**Problem statement**
Using the records below, locate all lines containing "components" and return them.

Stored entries
——————

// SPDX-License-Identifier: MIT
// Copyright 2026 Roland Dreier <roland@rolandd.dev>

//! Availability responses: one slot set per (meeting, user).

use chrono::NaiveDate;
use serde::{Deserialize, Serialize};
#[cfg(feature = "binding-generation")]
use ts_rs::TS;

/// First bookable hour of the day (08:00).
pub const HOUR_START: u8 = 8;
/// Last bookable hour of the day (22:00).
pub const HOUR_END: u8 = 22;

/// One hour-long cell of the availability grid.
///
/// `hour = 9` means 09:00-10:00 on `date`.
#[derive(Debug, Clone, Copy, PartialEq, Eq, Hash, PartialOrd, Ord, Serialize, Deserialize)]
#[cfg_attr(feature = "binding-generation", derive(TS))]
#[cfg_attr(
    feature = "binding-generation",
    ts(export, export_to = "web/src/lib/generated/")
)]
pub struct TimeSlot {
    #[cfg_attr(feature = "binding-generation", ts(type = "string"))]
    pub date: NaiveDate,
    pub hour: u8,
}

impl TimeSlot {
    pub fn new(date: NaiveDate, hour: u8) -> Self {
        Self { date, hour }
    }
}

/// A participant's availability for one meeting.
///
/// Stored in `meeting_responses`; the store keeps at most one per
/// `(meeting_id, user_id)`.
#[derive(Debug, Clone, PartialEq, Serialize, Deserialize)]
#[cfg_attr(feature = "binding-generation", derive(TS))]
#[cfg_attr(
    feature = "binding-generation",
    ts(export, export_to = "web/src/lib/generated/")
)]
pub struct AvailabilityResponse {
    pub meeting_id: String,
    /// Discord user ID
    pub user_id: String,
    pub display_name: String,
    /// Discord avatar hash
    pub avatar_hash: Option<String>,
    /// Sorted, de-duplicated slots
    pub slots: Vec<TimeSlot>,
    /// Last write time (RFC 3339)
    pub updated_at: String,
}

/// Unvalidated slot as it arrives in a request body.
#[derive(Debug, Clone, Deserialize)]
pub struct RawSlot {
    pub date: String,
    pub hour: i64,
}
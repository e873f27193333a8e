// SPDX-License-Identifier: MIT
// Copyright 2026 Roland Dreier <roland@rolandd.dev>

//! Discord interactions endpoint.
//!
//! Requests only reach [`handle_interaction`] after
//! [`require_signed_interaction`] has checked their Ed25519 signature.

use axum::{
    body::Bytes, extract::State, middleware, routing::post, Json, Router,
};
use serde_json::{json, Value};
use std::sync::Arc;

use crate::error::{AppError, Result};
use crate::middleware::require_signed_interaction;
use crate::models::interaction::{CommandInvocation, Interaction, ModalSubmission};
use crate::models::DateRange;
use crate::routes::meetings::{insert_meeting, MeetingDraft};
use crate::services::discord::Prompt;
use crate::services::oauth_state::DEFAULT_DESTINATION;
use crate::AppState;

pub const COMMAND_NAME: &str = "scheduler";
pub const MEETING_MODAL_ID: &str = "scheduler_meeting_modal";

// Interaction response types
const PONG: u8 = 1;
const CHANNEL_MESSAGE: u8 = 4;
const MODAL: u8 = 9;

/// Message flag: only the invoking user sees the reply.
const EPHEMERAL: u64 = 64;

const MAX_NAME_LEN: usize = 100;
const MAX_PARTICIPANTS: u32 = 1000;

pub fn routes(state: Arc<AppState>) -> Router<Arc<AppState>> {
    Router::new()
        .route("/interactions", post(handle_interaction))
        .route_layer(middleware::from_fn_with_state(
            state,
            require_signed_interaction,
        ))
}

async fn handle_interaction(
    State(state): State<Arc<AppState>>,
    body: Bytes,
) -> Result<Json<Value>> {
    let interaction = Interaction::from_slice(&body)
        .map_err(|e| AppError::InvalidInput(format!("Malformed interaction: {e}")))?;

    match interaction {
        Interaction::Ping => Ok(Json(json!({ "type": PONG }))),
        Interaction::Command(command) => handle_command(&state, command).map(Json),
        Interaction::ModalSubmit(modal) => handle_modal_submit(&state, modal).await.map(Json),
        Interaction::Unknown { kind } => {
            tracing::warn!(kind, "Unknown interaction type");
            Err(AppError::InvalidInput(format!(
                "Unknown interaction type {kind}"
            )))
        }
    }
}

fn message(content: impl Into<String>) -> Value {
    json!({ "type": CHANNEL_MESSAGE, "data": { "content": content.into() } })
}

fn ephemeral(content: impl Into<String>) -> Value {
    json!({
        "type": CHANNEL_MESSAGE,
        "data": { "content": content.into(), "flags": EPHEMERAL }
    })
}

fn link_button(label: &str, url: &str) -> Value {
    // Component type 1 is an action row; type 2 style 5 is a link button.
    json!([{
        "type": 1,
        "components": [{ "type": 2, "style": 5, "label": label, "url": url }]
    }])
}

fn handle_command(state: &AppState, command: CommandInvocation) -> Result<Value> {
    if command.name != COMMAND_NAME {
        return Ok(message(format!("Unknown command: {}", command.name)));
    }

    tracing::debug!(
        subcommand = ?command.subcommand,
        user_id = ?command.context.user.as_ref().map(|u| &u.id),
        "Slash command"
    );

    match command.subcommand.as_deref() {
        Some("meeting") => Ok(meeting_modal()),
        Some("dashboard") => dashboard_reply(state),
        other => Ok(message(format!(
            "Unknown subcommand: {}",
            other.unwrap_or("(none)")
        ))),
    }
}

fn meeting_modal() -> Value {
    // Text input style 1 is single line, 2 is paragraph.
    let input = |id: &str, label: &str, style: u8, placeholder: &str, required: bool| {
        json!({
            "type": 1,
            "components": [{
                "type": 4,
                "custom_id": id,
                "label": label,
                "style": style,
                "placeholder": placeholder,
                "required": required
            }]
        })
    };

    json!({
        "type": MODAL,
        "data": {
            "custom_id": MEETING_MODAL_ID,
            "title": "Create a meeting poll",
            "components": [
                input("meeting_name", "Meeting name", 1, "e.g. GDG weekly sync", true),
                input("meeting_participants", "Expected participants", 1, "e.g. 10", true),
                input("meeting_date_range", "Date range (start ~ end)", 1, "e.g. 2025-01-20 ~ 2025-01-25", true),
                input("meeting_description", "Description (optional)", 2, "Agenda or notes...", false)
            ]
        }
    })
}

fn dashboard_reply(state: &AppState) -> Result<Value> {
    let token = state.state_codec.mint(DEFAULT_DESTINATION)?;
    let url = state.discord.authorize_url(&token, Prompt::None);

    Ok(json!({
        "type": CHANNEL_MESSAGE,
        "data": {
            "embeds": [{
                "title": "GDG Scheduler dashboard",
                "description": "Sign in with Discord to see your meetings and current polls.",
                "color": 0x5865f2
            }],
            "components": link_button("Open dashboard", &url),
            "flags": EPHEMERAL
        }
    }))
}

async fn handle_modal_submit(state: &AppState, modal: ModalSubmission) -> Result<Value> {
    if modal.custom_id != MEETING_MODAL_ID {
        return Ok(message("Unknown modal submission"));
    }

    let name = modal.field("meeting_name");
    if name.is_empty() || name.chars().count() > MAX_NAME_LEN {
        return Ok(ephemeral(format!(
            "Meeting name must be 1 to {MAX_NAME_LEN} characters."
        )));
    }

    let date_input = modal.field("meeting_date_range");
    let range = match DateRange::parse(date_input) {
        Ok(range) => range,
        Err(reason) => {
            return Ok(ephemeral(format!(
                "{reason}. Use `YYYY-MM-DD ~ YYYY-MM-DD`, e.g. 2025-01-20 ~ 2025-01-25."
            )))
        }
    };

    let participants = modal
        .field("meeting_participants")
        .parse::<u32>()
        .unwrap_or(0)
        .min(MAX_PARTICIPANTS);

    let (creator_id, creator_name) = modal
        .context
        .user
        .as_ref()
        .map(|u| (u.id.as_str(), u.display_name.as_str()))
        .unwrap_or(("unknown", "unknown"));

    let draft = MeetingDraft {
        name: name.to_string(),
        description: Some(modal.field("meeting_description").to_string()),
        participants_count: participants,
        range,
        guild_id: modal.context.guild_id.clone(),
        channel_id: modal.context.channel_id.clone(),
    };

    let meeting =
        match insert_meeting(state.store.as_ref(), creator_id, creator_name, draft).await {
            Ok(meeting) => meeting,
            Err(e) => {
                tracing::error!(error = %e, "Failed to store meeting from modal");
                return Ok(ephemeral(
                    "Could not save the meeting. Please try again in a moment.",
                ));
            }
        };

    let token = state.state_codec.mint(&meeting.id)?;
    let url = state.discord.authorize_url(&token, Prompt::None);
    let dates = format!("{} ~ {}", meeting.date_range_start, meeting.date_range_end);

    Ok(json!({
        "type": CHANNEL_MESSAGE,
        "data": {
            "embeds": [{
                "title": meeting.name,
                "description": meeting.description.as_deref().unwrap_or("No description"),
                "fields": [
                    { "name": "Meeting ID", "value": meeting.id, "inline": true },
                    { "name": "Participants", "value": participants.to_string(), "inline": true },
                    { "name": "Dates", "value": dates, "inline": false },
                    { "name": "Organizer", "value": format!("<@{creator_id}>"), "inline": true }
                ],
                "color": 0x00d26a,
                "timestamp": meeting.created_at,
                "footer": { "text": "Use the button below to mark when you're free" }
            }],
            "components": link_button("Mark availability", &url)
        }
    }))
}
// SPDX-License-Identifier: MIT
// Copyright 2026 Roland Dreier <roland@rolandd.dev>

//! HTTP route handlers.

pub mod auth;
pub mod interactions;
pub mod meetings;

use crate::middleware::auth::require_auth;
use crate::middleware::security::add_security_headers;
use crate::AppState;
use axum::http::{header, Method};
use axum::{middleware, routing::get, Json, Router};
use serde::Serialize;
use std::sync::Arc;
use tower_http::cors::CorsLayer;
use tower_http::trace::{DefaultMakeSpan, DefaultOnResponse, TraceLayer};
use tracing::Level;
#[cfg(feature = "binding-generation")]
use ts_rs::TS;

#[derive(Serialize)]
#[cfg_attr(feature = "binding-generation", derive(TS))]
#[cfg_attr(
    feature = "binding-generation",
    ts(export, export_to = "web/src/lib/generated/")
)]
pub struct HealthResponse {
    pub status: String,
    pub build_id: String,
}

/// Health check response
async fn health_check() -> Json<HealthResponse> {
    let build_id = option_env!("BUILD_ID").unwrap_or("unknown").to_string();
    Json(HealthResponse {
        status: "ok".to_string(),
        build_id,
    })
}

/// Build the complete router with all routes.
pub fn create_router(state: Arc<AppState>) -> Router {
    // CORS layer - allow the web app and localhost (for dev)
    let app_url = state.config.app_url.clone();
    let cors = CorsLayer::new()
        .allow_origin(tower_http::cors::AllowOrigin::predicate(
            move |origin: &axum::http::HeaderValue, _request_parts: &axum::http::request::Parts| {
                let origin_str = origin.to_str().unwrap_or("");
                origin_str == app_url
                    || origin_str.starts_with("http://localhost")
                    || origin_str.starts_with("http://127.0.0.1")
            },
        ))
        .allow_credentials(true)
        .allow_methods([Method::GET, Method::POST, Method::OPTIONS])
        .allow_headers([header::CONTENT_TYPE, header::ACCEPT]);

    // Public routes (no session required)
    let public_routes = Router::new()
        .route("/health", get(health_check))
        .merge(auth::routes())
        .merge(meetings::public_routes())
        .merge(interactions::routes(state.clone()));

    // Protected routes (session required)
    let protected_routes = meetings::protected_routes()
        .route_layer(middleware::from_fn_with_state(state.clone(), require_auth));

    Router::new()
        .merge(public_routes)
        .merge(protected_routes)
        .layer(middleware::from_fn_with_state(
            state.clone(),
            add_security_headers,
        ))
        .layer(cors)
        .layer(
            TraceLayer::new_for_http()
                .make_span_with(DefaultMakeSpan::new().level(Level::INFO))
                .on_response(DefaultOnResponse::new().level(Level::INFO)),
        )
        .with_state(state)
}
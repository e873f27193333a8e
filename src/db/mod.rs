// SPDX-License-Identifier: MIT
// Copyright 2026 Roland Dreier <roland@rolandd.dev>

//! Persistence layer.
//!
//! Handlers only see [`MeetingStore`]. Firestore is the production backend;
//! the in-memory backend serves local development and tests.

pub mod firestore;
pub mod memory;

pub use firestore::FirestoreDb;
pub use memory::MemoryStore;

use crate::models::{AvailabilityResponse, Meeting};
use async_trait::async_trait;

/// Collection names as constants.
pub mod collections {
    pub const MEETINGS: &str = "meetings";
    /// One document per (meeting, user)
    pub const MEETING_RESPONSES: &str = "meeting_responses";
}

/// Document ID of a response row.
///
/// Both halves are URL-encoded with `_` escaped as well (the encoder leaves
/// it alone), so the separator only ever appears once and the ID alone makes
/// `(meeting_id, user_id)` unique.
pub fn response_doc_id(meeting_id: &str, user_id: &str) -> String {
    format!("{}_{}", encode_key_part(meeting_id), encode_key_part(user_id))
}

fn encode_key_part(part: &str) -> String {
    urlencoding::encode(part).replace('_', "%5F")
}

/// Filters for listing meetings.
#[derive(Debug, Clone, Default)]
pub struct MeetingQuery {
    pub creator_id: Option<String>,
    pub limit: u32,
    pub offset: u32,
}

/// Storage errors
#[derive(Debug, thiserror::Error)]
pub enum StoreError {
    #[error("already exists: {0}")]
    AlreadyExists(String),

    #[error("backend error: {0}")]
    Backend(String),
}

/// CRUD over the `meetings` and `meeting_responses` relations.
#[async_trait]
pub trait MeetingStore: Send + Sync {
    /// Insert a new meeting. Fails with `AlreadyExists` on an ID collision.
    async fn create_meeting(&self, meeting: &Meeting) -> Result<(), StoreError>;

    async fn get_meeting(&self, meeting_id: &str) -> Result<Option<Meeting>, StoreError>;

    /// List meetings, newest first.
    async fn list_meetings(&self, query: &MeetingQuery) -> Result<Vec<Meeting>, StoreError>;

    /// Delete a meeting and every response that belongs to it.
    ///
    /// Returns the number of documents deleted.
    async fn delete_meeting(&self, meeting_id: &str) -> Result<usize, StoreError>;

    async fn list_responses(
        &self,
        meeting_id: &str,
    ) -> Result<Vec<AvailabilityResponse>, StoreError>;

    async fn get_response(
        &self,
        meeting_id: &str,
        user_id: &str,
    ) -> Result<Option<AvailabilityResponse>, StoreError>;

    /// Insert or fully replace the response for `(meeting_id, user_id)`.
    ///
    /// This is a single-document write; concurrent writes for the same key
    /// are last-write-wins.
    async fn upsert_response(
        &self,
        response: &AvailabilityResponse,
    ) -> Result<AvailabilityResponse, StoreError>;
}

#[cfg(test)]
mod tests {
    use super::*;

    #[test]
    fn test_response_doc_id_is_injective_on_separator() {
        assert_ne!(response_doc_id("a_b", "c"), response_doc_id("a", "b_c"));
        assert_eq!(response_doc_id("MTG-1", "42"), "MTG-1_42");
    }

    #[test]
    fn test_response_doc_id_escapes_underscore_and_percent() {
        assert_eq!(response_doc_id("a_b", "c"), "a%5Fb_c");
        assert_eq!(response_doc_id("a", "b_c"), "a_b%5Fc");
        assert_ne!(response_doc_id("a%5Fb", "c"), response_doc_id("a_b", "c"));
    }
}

——————

**Your response**
        "components": [{ "type": 2, "style": 5, "label": label, "url": url }]
            "components": [{
            "components": [
            "components": link_button("Open dashboard", &url),
            "components": link_button("Mark availability", &url)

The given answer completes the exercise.